(Stored data)
##########
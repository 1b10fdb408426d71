// ── Runtime connection configuration ──
//
// These types describe *how* to reach an LLMStack server. They carry
// credential data and connection tuning, but never touch disk.
// The CLI constructs a `ClientConfig` and hands it in.

use std::time::Duration;

use llmstack_api::{ApiClient, TlsMode, TransportConfig};
use secrecy::{ExposeSecret, SecretString};
use url::Url;

use crate::error::CoreError;

/// Django's session cookie name.
const SESSION_COOKIE: &str = "sessionid";

/// How to authenticate with the server.
#[derive(Debug, Clone, Default)]
pub enum AuthCredentials {
    /// API token, sent as `Authorization: Token ...`.
    Token(SecretString),
    /// Browser session cookie value (`sessionid`).
    Session(SecretString),
    /// No credentials: only public endpoints (store, shared runs) work.
    #[default]
    Anonymous,
}

/// TLS verification strategy.
#[derive(Debug, Clone, Default, PartialEq, Eq)]
pub enum TlsVerification {
    /// System CA store (strict).
    #[default]
    SystemDefaults,
    /// Custom CA certificate file.
    CustomCa(std::path::PathBuf),
    /// Skip verification (self-signed development servers).
    DangerAcceptInvalid,
}

/// Configuration for talking to one server.
///
/// Built by the CLI, passed to [`DataStore`](crate::DataStore); core never
/// reads config files.
#[derive(Debug, Clone)]
pub struct ClientConfig {
    /// Server root (e.g. `https://trypromptly.com`).
    pub url: Url,
    pub auth: AuthCredentials,
    pub tls: TlsVerification,
    /// Request timeout.
    pub timeout: Duration,
}

impl ClientConfig {
    pub fn new(url: Url) -> Self {
        Self {
            url,
            auth: AuthCredentials::default(),
            tls: TlsVerification::default(),
            timeout: Duration::from_secs(30),
        }
    }

    /// Build the transport client this configuration describes.
    pub fn build_client(&self) -> Result<ApiClient, CoreError> {
        let tls = match &self.tls {
            TlsVerification::SystemDefaults => TlsMode::System,
            TlsVerification::CustomCa(path) => TlsMode::CustomCa(path.clone()),
            TlsVerification::DangerAcceptInvalid => TlsMode::DangerAcceptInvalid,
        };
        let transport = TransportConfig {
            tls,
            timeout: self.timeout,
            cookie_jar: None,
        };

        let token = match &self.auth {
            AuthCredentials::Token(token) => Some(token.clone()),
            AuthCredentials::Session(_) | AuthCredentials::Anonymous => None,
        };
        let client = ApiClient::new(self.url.as_str(), &transport, token)?;

        if let AuthCredentials::Session(session) = &self.auth {
            client.add_cookie(&format!("{SESSION_COOKIE}={}", session.expose_secret()));
        }
        Ok(client)
    }
}

#[cfg(test)]
#[allow(clippy::unwrap_used)]
mod tests {
    use super::*;

    #[test]
    fn session_credentials_seed_the_cookie_jar() {
        let mut config = ClientConfig::new("https://stack.example.com".parse().unwrap());
        config.auth = AuthCredentials::Session(SecretString::from("s3ss10n".to_string()));

        let client = config.build_client().unwrap();
        assert!(client.token().is_none());
        assert_eq!(client.cookie_header().as_deref(), Some("sessionid=s3ss10n"));
    }

    #[test]
    fn token_credentials_are_kept_on_the_client() {
        let mut config = ClientConfig::new("http://localhost:3000".parse().unwrap());
        config.auth = AuthCredentials::Token(SecretString::from("tok".to_string()));

        let client = config.build_client().unwrap();
        assert_eq!(client.token().map(|t| t.expose_secret()), Some("tok"));
    }
}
##########
→ Directions for this task
The lines to return are those with the string "match" in them; copy each from the entries above.

→ Reply to the task
        let tls = match &self.tls {
        let token = match &self.auth {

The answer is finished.